Cai Guo-Qiang was born in 1957 in Quanzhou City, Fujian Province, China. The son of a historian and painter, Cai was trained in stage design at the Shanghai Drama Institute from 1981 to 1985 and his work has, since the outset, been scholarly and often politically charged. Having accomplished himself across a variety of media, Cai initially began working with gunpowder to foster spontaneity and confront the suppression that he felt from the controlled artistic tradition and social climate in China at the time. While living in Japan from 1986 to 1995, Cai explored the properties of gunpowder in his drawings, an inquiry that eventually led to his experimentation with explosives on a massive scale, and the development of his signature explosion events, exemplified in his series, Projects for Extraterrestrials. These explosion projects, both wildly poetic and ambitious at their core, aim to establish an exchange between viewers and the larger universe around them.

Cai quickly achieved international prominence during his tenure in Japan and his work was shown widely around the world. His approach draws on a wide variety of symbols, narratives, traditions and materials such as feng shui, Chinese medicine, dragons, roller coasters, computers, vending machines and gunpowder. He has been selected as a finalist for the 1996 Hugo Boss Prize and been merited with awards such as The 48th Venice Biennial International Golden Lion Prize and the 2001 CalArts/Alpert Award in the Arts. He has also won awards for Best Exhibition and Best Installation from the International Curators Association.
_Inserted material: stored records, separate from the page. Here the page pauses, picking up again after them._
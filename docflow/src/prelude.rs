//! Convenient re-exports of commonly used types from docflow.
//!
//! ```ignore
//! use docflow::prelude::*;
//! ```

pub use docflow_core::{
    backend::{StoreBackend, DynStoreBackend, StoreBackendBuilder, StoreSession, FindOptions, FindOneAndUpdateOptions, UpdateOptions},
    behavior::{Behavior, BehaviorRef, Blameable, BlameableOptions, SoftDelete, Timestamps, Validate, DocumentValidator},
    collection::{Collection, CollectionBuilder, TypedCollection},
    context::ExecutionContext,
    event::{EventKind, EventListener, LifecycleEvent},
    fields::FieldDiffSummary,
    model::{Model, ModelExt},
    operation::{Operation, OperationOutcome},
    store::DocumentStore,
    query::{Query, QueryBuilder, Expr, Filter, Sort, SortDirection, FieldOp},
    migrate::{Migration, MigrationConfig, MigrationDirection, MigrationRef, MigrationStatus, MigrationStep, MigrateOp, MigrationRunner, Migrations},
    error::{DocumentStoreError, DocumentStoreResult},
};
Most recently, Cai was awarded the 7th Hiroshima Art Prize.

Among many of the artist's solo exhibitions and projects are the notable Cai Guo-Qiang on the Roof: Transparent Monument, Metropolitan Museum of Art, New York, 2006; curating the first China Pavilion at the 51st Venice Biennale, 2005; Tornado: Explosion Project for the Festival of China, Kennedy Center for the Performing Arts, Washington, D.C., 2005; Cai Guo-Qiang: Inopportune, Mass MoCA, North Adams, 2005; Cai Guo-Qiang: Traveler, Freer Gallery of Art and Arthur M. Sackler Gallery, and Hirshhorn Museum and Sculpture Garden at the Smithsonian Institution, Washington, D.C., 2004; Organizing and curating BMoCA: Bunker Museum of Contemporary Art, Kinmen, Taiwan, 2004; Light Cycle: Explosion Project for Central Park, New York, 2003; Ye Gong Hao Long: Explosion Project for Tate Modern, Tate Modern, London, 2003, Transient Rainbow, Museum of Modern Art, New York, 2002; Cai Guo-Qiang, Shanghai Art Museum, Shanghai, 2002; APEC Cityscape Fireworks Show, Asia Pacific Economic Cooperation, Shanghai, 2001; Cai Guo-Qiang: An Arbitrary History, Musee d'art Contemporain Lyon, France, 2001; Cultural Melting Bath: Projects for the 20th Century, Queens Museum of Art, Queens, New York, 1997; Flying Dragon in the Heavens, Louisiana Museum of Modern Art, Humblebaek, Denmark, 1997; The Earth Has Its Black Hole Too, Hiroshima, Japan, 1994; and Project to Extend the Great Wall of China by 10,000 Meters, Jiayuguan City, China, 1993.

Through years of artistic practice, Cai has formulated collaborative relationships with specialists and experts from various disciplines, including scientists, doctors, feng shui masters, designers, architects, choreographers, filmmakers and composers, such as Issey Miyake, Rafael Vinoly, Zaha Hadid, Tan Dun and Tsai Ming-liang among others. He is repeatedly listed among the UK journal ArtReview's Power 100.

Cai is currently a core member of the creative team and Art Director of Visual and Special Effects of the opening and closing ceremonies of the Beijing Olympics. He is also preparing for his large-scale retrospective at the Guggenheim Museum in New York with subsequent international venues.